Cancer chemoprevention is inhibition of neoplastic disease by naturally occurring or synthetic chemical agents. Dithiolethiones inhibit production of experimentally produced tumors by elevating the expression of several genes that encode for known cytoprotective enzymes. In an effort to discover additional molecular mechanisms mediating chemoprevention, cDNA clones representing a gene that is transcriptionally activated by dithiolethiones, hence named dithiolethione-inducible gene-1 (DIG-1), were isolated from rat liver via differential hybridization screening. The deduced amino acid sequence of DIG-1 was found to have 80% identity with the human liver enzyme leukotriene B 4 (LTB 4 ) 12-hydroxydehydrogenase.

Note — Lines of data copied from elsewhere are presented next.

//! Scaling policy — pure per-deployment decision logic.
//!
//! No clocks, no locks, no I/O: callers pass the observed average load and
//! the current time, and the policy returns whether the desired replica
//! count changes.

use steward_state::{AutoscalingConfig, Timestamp};
use tracing::{debug, warn};

/// A scaling decision for a single deployment.
#[derive(Debug, Clone, Copy, PartialEq, Eq)]
pub enum ScaleDecision {
    /// Scale to the specified replica count.
    ScaleTo(u32),
    /// No change needed.
    NoChange,
}

/// Round half up: `2.5 → 3`, `2.49 → 2`.
pub fn round_half_up(x: f64) -> f64 {
    (x + 0.5).floor()
}

/// Replica count the load calls for before hysteresis: proportional raw
/// target, smoothed towards from `current_replicas`, then clamped.
pub fn proposed_replicas(config: &AutoscalingConfig, current_replicas: u32, avg_in_flight: f64) -> u32 {
    let current = f64::from(current_replicas);
    let raw = round_half_up(current * avg_in_flight / config.target_num_ongoing_requests_per_replica);
    let smoothed = round_half_up(current + config.smoothing_factor * (raw - current));
    smoothed.clamp(f64::from(config.min_replicas), f64::from(config.max_replicas)) as u32
}

#[derive(Debug, Clone, Copy, PartialEq, Eq)]
enum Direction {
    Up,
    Down,
}

#[derive(Debug, Clone, Copy, PartialEq)]
struct PendingChange {
    direction: Direction,
    since: Timestamp,
}

/// Desired replica count of one deployment plus its hysteresis timer.
#[derive(Debug, Clone, PartialEq)]
pub struct DeploymentScaler {
    desired: u32,
    pending: Option<PendingChange>,
}

impl DeploymentScaler {
    pub fn new(config: &AutoscalingConfig) -> Self {
        Self {
            desired: config.initial_target(),
            pending: None,
        }
    }

    pub fn desired(&self) -> u32 {
        self.desired
    }

    /// Apply new bounds: the desired count is clamped into them at once
    /// and any pending change is dropped.
    pub fn rebound(&mut self, config: &AutoscalingConfig) -> u32 {
        let bounded = config.clamp(self.desired);
        if bounded != self.desired {
            debug!(from = self.desired, to = bounded, "desired replicas clamped to new bounds");
            self.desired = bounded;
        }
        self.pending = None;
        self.desired
    }

    /// Run one control tick.
    ///
    /// `avg_in_flight` is `None` when no replica reported inside the
    /// look-back window; the desired count is then held and any pending
    /// change keeps its timer.
    pub fn decide(
        &mut self,
        config: &AutoscalingConfig,
        current_replicas: u32,
        avg_in_flight: Option<f64>,
        now: Timestamp,
    ) -> ScaleDecision {
        // Bounds may have moved under us through a config update.
        let bounded = config.clamp(self.desired);
        if bounded != self.desired {
            debug!(from = self.desired, to = bounded, "desired replicas clamped to new bounds");
            self.desired = bounded;
            self.pending = None;
            return ScaleDecision::ScaleTo(bounded);
        }

        let Some(avg) = avg_in_flight else {
            return ScaleDecision::NoChange;
        };
        if !avg.is_finite() || avg < 0.0 {
            warn!(avg, "ignoring invalid load average");
            return ScaleDecision::NoChange;
        }

        let proposal = proposed_replicas(config, current_replicas, avg);
        let direction = match proposal.cmp(&self.desired) {
            std::cmp::Ordering::Equal => {
                self.pending = None;
                return ScaleDecision::NoChange;
            }
            std::cmp::Ordering::Greater => Direction::Up,
            std::cmp::Ordering::Less => Direction::Down,
        };

        let since = match self.pending {
            Some(pending) if pending.direction == direction => pending.since,
            _ => now,
        };
        let delay = match direction {
            Direction::Up => config.upscale_delay_s,
            Direction::Down => config.downscale_delay_s,
        };

        if now - since >= delay {
            debug!(
                from = self.desired,
                to = proposal,
                avg,
                current_replicas,
                "scaling decision committed"
            );
            self.desired = proposal;
            self.pending = None;
            ScaleDecision::ScaleTo(proposal)
        } else {
            self.pending = Some(PendingChange { direction, since });
            ScaleDecision::NoChange
        }
    }
}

DIG-1, purified >400-fold from the liver of rats dosed with 1,2-dithiole-3-dithiolethione, possessed an NADP + -dependent activity to convert LTB 4 to 12-oxo-LTB 4 . Kinetic analysis of DIG-1 revealed apparent K m and V max values of 28 mM and 8.1 nmol 12-oxo-LTB 4 formed/min/mg purified protein respectively. Since LTB 4 is a potent chemotactic factor and stimulator of production of reactive oxygen species from neutrophils, the effects of DIG-1 on these LTB 4 -mediated processes were examined. Pre-incubation of LTB 4 with purified rat hepatic DIG-1 greatly diminished LTB 4 -stimulated migration of neutrophils. In addition, pre-incubation of LTB 4 with purified rat hepatic DIG-1 reduced LTB 4 -stimulated production of superoxide anions in neutrophils, as evidenced by decreased lucigenin-derived chemi-luminescence. These results suggest that DIG-1-catalyzed dehydrogenation of LTB 4 to 12-oxo-LTB 4 inhibits the pro-inflammatory actions of LTB 4 . Consequently, elevation of LTB 4 catabolism via enhanced DIG-1 activity may suppress inflammatory processes implicated in tumorigenesis.